To address the challenge of modeling non-Gaussian, multimodal noise in robot state estimation, this paper introduces the first nonparametric Bayesian filtering framework based on the Harmonic Exponential Distribution (HED), specifically designed for probabilistic inference on motion manifolds such as SE(2) and SE(3). The method innovatively integrates HED into Lie group filtering by exploiting the additive property of its log-likelihood Fourier coefficients and the tensor structure of convolution under harmonic analysis—enabling bandwidth-controllable, asymptotically exact, and computationally efficient Bayesian updates. Compared to baseline approaches including particle filtering and Gaussian mixture filtering, our framework achieves significantly improved estimation accuracy and robustness in both simulation and real-world localization tasks. It combines strong expressive capacity for arbitrary distributions with favorable computational scalability, establishing a novel paradigm for nonparametric Bayesian estimation in non-Euclidean spaces.

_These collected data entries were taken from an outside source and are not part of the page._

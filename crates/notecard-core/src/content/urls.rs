use std::sync::LazyLock;

use regex::Regex;
use url::Url;

static MEDIA_URL_RE: LazyLock<Regex> = LazyLock::new(|| {
    Regex::new(r"(?i)^https?://\S+\.(?:png|jpe?g|gif|webp)(?:\?\S*)?$")
        .expect("media url pattern is valid")
});

/// Display budget for a shortened link, not counting the ellipsis.
const SHORT_URL_CHARS: usize = 26;

/// Whether `text` is a lone address of an embeddable image.
pub fn is_media_url(text: &str) -> bool {
    MEDIA_URL_RE.is_match(text.trim())
}

/// Shortens a link for display: scheme and `www.` dropped, long tails cut.
///
/// Media links are returned untouched because they still need fetching.
pub fn shorten_url(raw: &str) -> String {
    if is_media_url(raw) {
        return raw.to_string();
    }
    let Ok(parsed) = Url::parse(raw) else {
        return raw.to_string();
    };
    let Some(host) = parsed.host_str() else {
        return raw.to_string();
    };

    let host = host.strip_prefix("www.").unwrap_or(host);
    let mut display = host.to_string();
    let path = parsed.path().trim_end_matches('/');
    display.push_str(path);
    if let Some(query) = parsed.query() {
        display.push('?');
        display.push_str(query);
    }

    if display.chars().count() > SHORT_URL_CHARS {
        let mut cut: String = display.chars().take(SHORT_URL_CHARS).collect();
        cut.push('…');
        cut
    } else {
        display
    }
}
//! Glyph rasterization onto RGBA canvases.

use std::ops::Range;

use ab_glyph::{Font, FontArc, ScaleFont, point};
use image::{Rgba, RgbaImage};
use imageproc::drawing::draw_filled_circle_mut;

use super::shaping::{ShapedGlyph, ShapedRun, shape};
use crate::content::{RuneClass, SpanKind, TextLine};
use crate::paint::{blend_at, blend_rect};

/// Draw colors for each span role plus the overlays.
#[derive(Debug, Clone, Copy, PartialEq, Eq)]
pub struct Palette {
    pub normal: Rgba<u8>,
    pub link: Rgba<u8>,
    pub mention: Rgba<u8>,
    pub hashtag: Rgba<u8>,
    pub emoji: Rgba<u8>,
    pub highlight: Rgba<u8>,
}

impl Palette {
    pub const NOTE: Palette = Palette {
        normal: Rgba([255, 230, 238, 255]),
        link: Rgba([242, 211, 152, 255]),
        mention: Rgba([227, 42, 109, 255]),
        hashtag: Rgba([151, 210, 251, 255]),
        emoji: Rgba([255, 204, 77, 255]),
        highlight: Rgba([255, 230, 238, 40]),
    };

    pub fn for_class(&self, class: RuneClass) -> Rgba<u8> {
        if class.emoji {
            return self.emoji;
        }
        match class.kind {
            SpanKind::Normal => self.normal,
            SpanKind::Link => self.link,
            SpanKind::Mention => self.mention,
            SpanKind::Hashtag => self.hashtag,
        }
    }
}

/// Vertical slot one wrapped line occupies.
#[derive(Debug, Clone, Copy, PartialEq, Eq)]
pub struct LineSlot {
    pub x: i64,
    pub top: i64,
    pub height: u32,
}

/// Draws the runes in `range` of a shaped paragraph into `slot`.
pub fn draw_line(
    canvas: &mut RgbaImage,
    font: &FontArc,
    run: &ShapedRun,
    line: &TextLine,
    range: Range<usize>,
    slot: LineSlot,
    palette: &Palette,
) {
    let baseline = slot.top as f32 + font.as_scaled(run.scale).ascent();
    let origin = run.x_at(range.start);

    for glyph in &run.glyphs[range] {
        let x = slot.x as f32 + glyph.x - origin;
        let class = line.class_at(glyph.rune);

        if class.highlighted {
            blend_rect(
                canvas,
                x.floor() as i64,
                slot.top,
                glyph.advance.ceil() as u32,
                slot.height,
                palette.highlight,
            );
        }
        if glyph.is_zero_width() || glyph.ch.is_whitespace() {
            continue;
        }

        if class.emoji && glyph.missing {
            draw_emoji_placeholder(canvas, x, slot, glyph, palette.emoji);
        } else {
            draw_glyph(
                canvas,
                font,
                run,
                glyph,
                x,
                baseline,
                palette.for_class(class),
            );
        }
    }
}

fn draw_glyph(
    canvas: &mut RgbaImage,
    font: &FontArc,
    run: &ShapedRun,
    glyph: &ShapedGlyph,
    x: f32,
    baseline: f32,
    color: Rgba<u8>,
) {
    let positioned = glyph.id.with_scale_and_position(run.scale, point(x, baseline));
    let Some(outlined) = font.outline_glyph(positioned) else {
        return;
    };
    let bounds = outlined.px_bounds();
    let (left, top) = (bounds.min.x as i64, bounds.min.y as i64);
    outlined.draw(|gx, gy, coverage| {
        blend_at(
            canvas,
            left + i64::from(gx),
            top + i64::from(gy),
            color,
            coverage,
        );
    });
}

/// Round token standing in for an emoji the embedded font cannot draw.
fn draw_emoji_placeholder(
    canvas: &mut RgbaImage,
    x: f32,
    slot: LineSlot,
    glyph: &ShapedGlyph,
    color: Rgba<u8>,
) {
    let radius = (glyph.advance * 0.35).round() as i32;
    let cx = (x + glyph.advance / 2.0).round() as i32;
    let cy = (slot.top + i64::from(slot.height) / 2) as i32;
    draw_filled_circle_mut(canvas, (cx, cy), radius, color);
}

/// Draws a single-color string with its baseline at `baseline`.
pub fn draw_text(
    canvas: &mut RgbaImage,
    font: &FontArc,
    font_size: f32,
    x: f32,
    baseline: f32,
    color: Rgba<u8>,
    text: &str,
) {
    let runes: Vec<char> = text.chars().collect();
    let run = shape(font, &runes, font_size);
    for glyph in &run.glyphs {
        if glyph.is_zero_width() || glyph.ch.is_whitespace() {
            continue;
        }
        draw_glyph(canvas, font, &run, glyph, x + glyph.x, baseline, color);
    }
}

Bayesian estimation is a vital tool in robotics as it allows systems to update the robot state belief using incomplete information from noisy sensors. To render the state estimation problem tractable, many systems assume that the motion and measurement noise, as well as the state distribution, are unimodal and Gaussian. However, there are numerous scenarios and systems that do not comply with these assumptions. Existing nonparametric filters that are used to model multimodal distributions have drawbacks that limit their ability to represent a diverse set of distributions. This paper introduces a novel approach to nonparametric Bayesian filtering on motion groups, designed to handle multimodal distributions using harmonic exponential distributions. This approach leverages two key insights of harmonic exponential distributions: a) the product of two distributions can be expressed as the element-wise addition of their log-likelihood Fourier coefficients, and b) the convolution of two distributions can be efficiently computed as the tensor product of their Fourier coefficients. These observations enable the development of an efficient and asymptotically exact solution to the Bayes filter up to the band limit of a Fourier transform. We demonstrate our filter's performance compared with established nonparametric filtering methods across simulated and real-world localization tasks.